According to a new survey, many employees working from home – particularly those under the age of 24 – see cybersecurity as a hindrance and have tried to bypass controls, posing a threat to organizations.
The report, released Thursday by HP Wolf Security, found almost half (48 per cent) of younger office workers who responded to an online survey view security tools as a hindrance, leading to nearly a third (31 per cent) trying to bypass corporate security to get their work done.
Employees increasingly feel frustrated by security restrictions while working-from-home, which is leading to rising tensions with IT teams and putting business security at risk, the report says.
Staff “expect things to work quickly and refuse to be encumbered, especially younger generations. As a result, cybersecurity teams have been facing an uphill battle trying to secure the increasingly perimeter-less workplace and become burned out and dejected when their efforts are ignored.
“Building bridges between users and cybersecurity teams will play an important part in securing the future of work,” it warns.

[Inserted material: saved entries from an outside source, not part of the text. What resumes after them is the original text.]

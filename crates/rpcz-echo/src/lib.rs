#![doc = include_str!("../README.md")]

pub mod client;
pub mod config;
pub mod server;
pub mod signal;
pub mod telemetry;
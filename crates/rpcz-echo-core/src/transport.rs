//! The call primitives the dispatcher is written against.
//!
//! [`Transport`] is the black-box RPC collaborator: a synchronous
//! [`Transport::call`] and an asynchronous [`Transport::go`] that returns a
//! [`Call`] handle immediately. Two implementations ship with the crate:
//!
//! - [`Loopback`], which invokes a registered [`Handler`] in-process.
//! - [`EchoClient<Channel>`], the generated gRPC client.

use crate::{
    context::Context,
    error::{Error, Result},
    promise::Promise,
    proto::{EchoRequest, EchoResponse, echo_client::EchoClient},
    service::Handler,
};
use core::future::Future;
use std::sync::Arc;
use tonic::transport::Channel;

/// Completion handle of an asynchronous call.
pub type Call = Promise<Result<EchoResponse>>;

pub trait Transport: Clone + Send + Sync + 'static {
    /// Performs one echo call and waits for its result.
    ///
    /// Implementations honor `ctx`: once it is done the call returns
    /// [`Error::Cancelled`] or [`Error::DeadlineExceeded`].
    fn call(
        &self,
        ctx: &Context,
        req: EchoRequest,
    ) -> impl Future<Output = Result<EchoResponse>> + Send;

    /// Fires one echo call in a detached task and returns its completion
    /// handle right away.
    ///
    /// Abandoning the handle does not stop the call; its result is dropped.
    fn go(&self, ctx: &Context, req: EchoRequest) -> Call {
        let (resolver, call) = Call::pending();
        let transport = self.clone();
        let ctx = ctx.clone();

        tokio::spawn(async move {
            let res = transport.call(&ctx, req).await;
            if let Err(_discarded) = resolver.resolve(res) {
                tracing::trace!("Call abandoned before completion, result discarded");
            }
        });

        call
    }
}

/// In-process transport that hands requests straight to a [`Handler`].
pub struct Loopback<H> {
    handler: Arc<H>,
}

impl<H> Clone for Loopback<H> {
    fn clone(&self) -> Self {
        Self {
            handler: Arc::clone(&self.handler),
        }
    }
}

impl<H: Handler> Loopback<H> {
    /// Registers `handler` as the service behind this transport.
    pub fn register(handler: H) -> Self {
        Self {
            handler: Arc::new(handler),
        }
    }
}

impl<H: Handler> Transport for Loopback<H> {
    fn call(
        &self,
        ctx: &Context,
        req: EchoRequest,
    ) -> impl Future<Output = Result<EchoResponse>> + Send {
        let handler = Arc::clone(&self.handler);
        // The "server" side gets its own derived context, as it would after a
        // network hop.
        let server_ctx = ctx.child();
        let ctx = ctx.clone();

        async move { ctx.run(handler.echo(server_ctx, req)).await? }
    }
}

impl Transport for EchoClient<Channel> {
    fn call(
        &self,
        ctx: &Context,
        req: EchoRequest,
    ) -> impl Future<Output = Result<EchoResponse>> + Send {
        let mut client = self.clone();
        let ctx = ctx.clone();

        async move {
            let mut request = tonic::Request::new(req);
            if let Some(remaining) = ctx.remaining() {
                request.set_timeout(remaining);
            }

            match ctx.run(client.echo(request)).await? {
                Ok(resp) => Ok(resp.into_inner()),
                Err(status) => Err(Error::from(status)),
            }
        }
    }
}

#[cfg(test)]
mod tests {
    use super::*;
    use crate::{promise::Settled, service::Echo};
    use core::time::Duration;
    use tokio::time::Instant;

    /// Handler that sleeps before echoing and ignores its context.
    struct Slow(Duration);

    impl Handler for Slow {
        async fn echo(&self, _ctx: Context, req: EchoRequest) -> Result<EchoResponse> {
            tokio::time::sleep(self.0).await;
            Ok(EchoResponse { msg: req.msg })
        }
    }

    #[tokio::test]
    async fn loopback_call_echoes() {
        let transport = Loopback::register(Echo::new());
        let resp = transport
            .call(&Context::background(), EchoRequest::new("hello"))
            .await
            .unwrap();
        assert_eq!(resp.msg, "hello");
    }

    #[tokio::test(start_paused = true)]
    async fn call_honors_caller_deadline() {
        let transport = Loopback::register(Slow(Duration::from_secs(10)));
        let ctx = Context::background().with_timeout(Duration::from_millis(100));

        let res = transport.call(&ctx, EchoRequest::new("x")).await;
        assert_eq!(res, Err(Error::DeadlineExceeded));
    }

    #[tokio::test(start_paused = true)]
    async fn go_returns_before_completion() {
        let transport = Loopback::register(Slow(Duration::from_secs(1)));
        let start = Instant::now();

        let call = transport.go(&Context::background(), EchoRequest::new("7"));
        assert!(!call.is_settled());
        assert_eq!(start.elapsed(), Duration::ZERO);

        let settled = call.wait().await;
        assert_eq!(
            settled,
            Settled::Ready(Ok(EchoResponse { msg: "7".into() }))
        );
        assert!(start.elapsed() >= Duration::from_secs(1));
    }

    #[tokio::test(start_paused = true)]
    async fn abandoned_call_still_runs() {
        let transport = Loopback::register(Slow(Duration::from_millis(200)));
        let call = transport.go(&Context::background(), EchoRequest::new("a"));

        assert!(call.abandon());
        tokio::time::sleep(Duration::from_millis(500)).await;
        assert_eq!(call.peek(), Some(Settled::Abandoned));
    }
}
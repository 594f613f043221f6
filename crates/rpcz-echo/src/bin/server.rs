use clap::Parser;
use rpcz_echo::{
    config::{ServerArgs, ServerConfig},
    server,
    signal::shutdown_signal,
    telemetry::init_telemetry,
};

// Using mimalloc for better performance under contention, especially in musl
// environments.
#[global_allocator]
static GLOBAL: mimalloc::MiMalloc = mimalloc::MiMalloc;

#[tokio::main]
async fn main() -> anyhow::Result<()> {
    // Load from .env
    let _ = dotenvy::dotenv();
    let args = ServerArgs::parse();
    let config = ServerConfig::try_from(args)?;

    let providers = init_telemetry("echo-server")?;
    let res = server::serve(config, shutdown_signal()).await;
    providers.shutdown();
    res
}
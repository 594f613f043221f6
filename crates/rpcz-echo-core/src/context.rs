//! Ambient cancellation and deadline propagation.
//!
//! A [`Context`] pairs a [`CancellationToken`] with an optional absolute
//! deadline. Contexts form a tree: a derived context is cancelled whenever its
//! parent is, and its deadline is never later than the parent's. Both signals
//! are irreversible once fired.
//!
//! The deadline is not backed by a background timer. A timer only exists
//! while somebody awaits [`Context::done`], and it is released as soon as that
//! future completes or is dropped.

use crate::error::Error;
use core::{future::Future, time::Duration};
use tokio::time::{self, Instant};
use tokio_util::sync::{CancellationToken, DropGuard};

/// Why a [`Context`] is done.
#[derive(Clone, Copy, Debug, PartialEq, Eq)]
pub enum Done {
    Cancelled,
    DeadlineExceeded,
}

impl From<Done> for Error {
    fn from(done: Done) -> Self {
        match done {
            Done::Cancelled => Error::Cancelled,
            Done::DeadlineExceeded => Error::DeadlineExceeded,
        }
    }
}

#[derive(Clone, Debug, Default)]
pub struct Context {
    token: CancellationToken,
    deadline: Option<Instant>,
}

impl Context {
    /// A root context: never cancelled unless [`Context::cancel`] is called,
    /// and without a deadline.
    pub fn background() -> Self {
        Self::default()
    }

    /// Derives a context that is cancelled together with `self` but can also
    /// be cancelled on its own.
    pub fn child(&self) -> Self {
        Self {
            token: self.token.child_token(),
            deadline: self.deadline,
        }
    }

    /// Derives a child whose deadline is the earlier of `self`'s and `at`.
    pub fn with_deadline(&self, at: Instant) -> Self {
        let deadline = match self.deadline {
            Some(current) => current.min(at),
            None => at,
        };
        Self {
            token: self.token.child_token(),
            deadline: Some(deadline),
        }
    }

    /// Derives a child that expires no later than `timeout` from now.
    pub fn with_timeout(&self, timeout: Duration) -> Self {
        self.with_deadline(Instant::now() + timeout)
    }

    /// Cancels this context and every context derived from it.
    pub fn cancel(&self) {
        self.token.cancel();
    }

    /// Returns a guard that cancels this context when dropped.
    pub fn drop_guard(&self) -> DropGuard {
        self.token.clone().drop_guard()
    }

    pub fn deadline(&self) -> Option<Instant> {
        self.deadline
    }

    /// Time left until the deadline, saturating at zero.
    pub fn remaining(&self) -> Option<Duration> {
        self.deadline.map(|at| at.saturating_duration_since(Instant::now()))
    }

    pub fn is_cancelled(&self) -> bool {
        self.token.is_cancelled()
    }

    /// Reports whether the context is already done, without waiting.
    pub fn err(&self) -> Option<Done> {
        if self.token.is_cancelled() {
            Some(Done::Cancelled)
        } else if self.deadline.is_some_and(|at| at <= Instant::now()) {
            Some(Done::DeadlineExceeded)
        } else {
            None
        }
    }

    /// Resolves once the context is cancelled or its deadline passes.
    ///
    /// Cancellation wins when both are ready at the same time.
    pub async fn done(&self) {
        self.done_reason().await;
    }

    /// Like [`Context::done`], but reports which signal fired.
    pub async fn done_reason(&self) -> Done {
        match self.deadline {
            Some(at) => tokio::select! {
                biased;
                () = self.token.cancelled() => Done::Cancelled,
                () = time::sleep_until(at) => Done::DeadlineExceeded,
            },
            None => {
                self.token.cancelled().await;
                Done::Cancelled
            }
        }
    }

    /// Races `fut` against this context.
    ///
    /// When the context finishes first, `fut` is dropped and the reason is
    /// returned as an [`Error`].
    pub async fn run<F>(&self, fut: F) -> Result<F::Output, Error>
    where
        F: Future,
    {
        tokio::select! {
            biased;
            done = self.done_reason() => Err(done.into()),
            out = fut => Ok(out),
        }
    }
}
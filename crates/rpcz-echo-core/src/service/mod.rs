//! Server-side echo handlers.
//!
//! ## Structure
//!
//! - [`echo`] - the base handler (`Echo`), validation included.
//! - [`deadline`] - the deadline-guarded wrapper (`DeadlineEcho`).

pub mod deadline;
pub mod echo;

pub use deadline::DeadlineEcho;
pub use echo::Echo;

use crate::{
    context::Context,
    error::Result,
    proto::{EchoRequest, EchoResponse},
};
use core::future::Future;

/// A service object answering echo calls.
///
/// `ctx` is the request's context: it is cancelled when the caller goes away
/// and carries the caller's deadline, if any.
pub trait Handler: Send + Sync + 'static {
    /// Rejects requests that can never succeed, independently of timing.
    ///
    /// # Errors
    ///
    /// Returns [`crate::Error::InvalidRequest`] naming the offending field.
    fn validate(&self, _req: &EchoRequest) -> Result<()> {
        Ok(())
    }

    fn echo(
        &self,
        ctx: Context,
        req: EchoRequest,
    ) -> impl Future<Output = Result<EchoResponse>> + Send;
}
//! Single-fire completion handles for asynchronous calls.
//!
//! A [`Promise`] is written at most once through its [`Resolver`] and can be
//! read any number of times by any number of waiters. The waiter may give up
//! with [`Promise::abandon`]; a write arriving afterwards is rejected instead
//! of being observed. A resolver dropped without writing settles the promise
//! as [`Settled::Broken`], so a waiter never hangs on a lost producer.

use std::sync::Arc;
use tokio::sync::watch;

#[derive(Clone, Debug)]
enum Slot<T> {
    Pending,
    Ready(T),
    Abandoned,
    Broken,
}

/// The terminal state of a [`Promise`].
#[derive(Clone, Debug, PartialEq, Eq)]
pub enum Settled<T> {
    Ready(T),
    /// The waiter gave up before a value was written.
    Abandoned,
    /// The producer went away without writing a value.
    Broken,
}

impl<T: Clone> Settled<T> {
    fn from_slot(slot: &Slot<T>) -> Option<Self> {
        match slot {
            Slot::Pending => None,
            Slot::Ready(value) => Some(Self::Ready(value.clone())),
            Slot::Abandoned => Some(Self::Abandoned),
            Slot::Broken => Some(Self::Broken),
        }
    }
}

/// Read side of a single-fire completion.
#[derive(Debug)]
pub struct Promise<T> {
    slot: Arc<watch::Sender<Slot<T>>>,
}

impl<T> Clone for Promise<T> {
    fn clone(&self) -> Self {
        Self {
            slot: Arc::clone(&self.slot),
        }
    }
}

/// Write side of a single-fire completion. Consumed by [`Resolver::resolve`].
#[derive(Debug)]
pub struct Resolver<T> {
    slot: Arc<watch::Sender<Slot<T>>>,
}

impl<T: Clone> Promise<T> {
    /// Creates a pending promise and the resolver that settles it.
    pub fn pending() -> (Resolver<T>, Self) {
        let slot = Arc::new(watch::Sender::new(Slot::Pending));
        (
            Resolver {
                slot: Arc::clone(&slot),
            },
            Self { slot },
        )
    }

    /// Waits until the promise settles and returns a copy of the outcome.
    pub async fn wait(&self) -> Settled<T> {
        let mut rx = self.slot.subscribe();
        let settled = match rx.wait_for(|slot| !matches!(slot, Slot::Pending)).await {
            Ok(slot) => Settled::from_slot(&slot),
            // The sender lives as long as `self`, so the channel cannot close.
            Err(_) => None,
        };
        settled.unwrap_or(Settled::Broken)
    }

    /// Returns the outcome if the promise has already settled.
    pub fn peek(&self) -> Option<Settled<T>> {
        Settled::from_slot(&self.slot.borrow())
    }

    pub fn is_settled(&self) -> bool {
        !matches!(*self.slot.borrow(), Slot::Pending)
    }

    /// Gives up on the promise.
    ///
    /// Returns `false` if it had already settled, in which case the stored
    /// outcome is kept.
    pub fn abandon(&self) -> bool {
        self.slot.send_if_modified(|slot| match slot {
            Slot::Pending => {
                *slot = Slot::Abandoned;
                true
            }
            _ => false,
        })
    }
}

impl<T> Resolver<T> {
    /// Writes the outcome.
    ///
    /// # Errors
    ///
    /// Hands `value` back if the waiter abandoned the promise first.
    pub fn resolve(self, value: T) -> Result<(), T> {
        let mut rejected = None;
        self.slot.send_if_modified(|slot| match slot {
            Slot::Pending => {
                *slot = Slot::Ready(value);
                true
            }
            _ => {
                rejected = Some(value);
                false
            }
        });
        rejected.map_or(Ok(()), Err)
    }
}

impl<T> Drop for Resolver<T> {
    fn drop(&mut self) {
        self.slot.send_if_modified(|slot| match slot {
            Slot::Pending => {
                *slot = Slot::Broken;
                true
            }
            _ => false,
        });
    }
}

#[cfg(test)]
mod tests {
    use super::*;
    use std::time::Duration;

    #[tokio::test]
    async fn resolves_once_and_reads_many_times() {
        let (resolver, promise) = Promise::pending();
        let other = promise.clone();
        assert_eq!(promise.peek(), None);

        let waiter = tokio::spawn(async move { other.wait().await });
        tokio::time::sleep(Duration::from_millis(5)).await;
        resolver.resolve(42).unwrap();

        assert_eq!(waiter.await.unwrap(), Settled::Ready(42));
        assert_eq!(promise.wait().await, Settled::Ready(42));
        assert_eq!(promise.wait().await, Settled::Ready(42));
        assert!(promise.is_settled());
    }

    #[tokio::test]
    async fn abandon_rejects_late_write() {
        let (resolver, promise) = Promise::<&str>::pending();
        assert!(promise.abandon());
        assert_eq!(resolver.resolve("late"), Err("late"));
        assert_eq!(promise.wait().await, Settled::Abandoned);
    }

    #[tokio::test]
    async fn abandon_after_resolve_keeps_value() {
        let (resolver, promise) = Promise::pending();
        resolver.resolve(1_u8).unwrap();
        assert!(!promise.abandon());
        assert_eq!(promise.peek(), Some(Settled::Ready(1)));
    }

    #[tokio::test]
    async fn dropped_resolver_breaks_promise() {
        let (resolver, promise) = Promise::<u8>::pending();
        let waiter = {
            let promise = promise.clone();
            tokio::spawn(async move { promise.wait().await })
        };
        drop(resolver);
        assert_eq!(waiter.await.unwrap(), Settled::Broken);
    }
}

The report, entitled “Rebellions and Rejections,” is based on a global YouGov online survey of 8,443 office workers who shifted to working from home (WFH) during the pandemic, and a global survey of 1,100 IT decision-makers.
Key findings
Breaking out Canadian results, the survey found that just under 60 per cent of Canadian IT respondents said they have felt significant pressure to compromise security if it benefitted business continuity.
Sixty-four per cent of office workers surveyed were given no additional training on how to protect their home network. Geographical differences were striking, says the report. Respondents from the U.K. came in at the bottom, with only 23 per cent of employees receiving this type of training, compared to the U.S. (38 per cent) and Canada (44 per cent).
Among other findings
- 48 per cent of office workers surveyed agreed security measures result in a lot of wasted time – this rises to 64 per cent among those aged 18-24;
- 37 per cent of office workers said security policies and technologies are often too restrictive;
- 83 per cent of IT execs believe the increase in home workers has created a “ticking time bomb” for a corporate network breach;
- 80 per cent of IT execs said IT security has become a “thankless task” because nobody listens to them, with 69 per cent saying they are made to feel like the “bad guys” for imposing restrictions.
While the idea that there is friction between employees and cybersecurity teams is not new, the report acknowledges, it concludes these issues have been exacerbated by the pandemic, which has frayed relationships further and amplified the problem.
CISOs will have to tap into a broad range of skills to ensure that risk is communicated and understood so that it can be managed effectively, the report concluded. “Key to this will be ensuring that a positive security culture is rooted into the organization and embraced by all. Security processes will be designed with usability and business continuity in mind, while cybersecurity teams will be armed with the most advanced security tools to improve visibility and enable remote management. They will be positioned as security partners, not security enforcers.”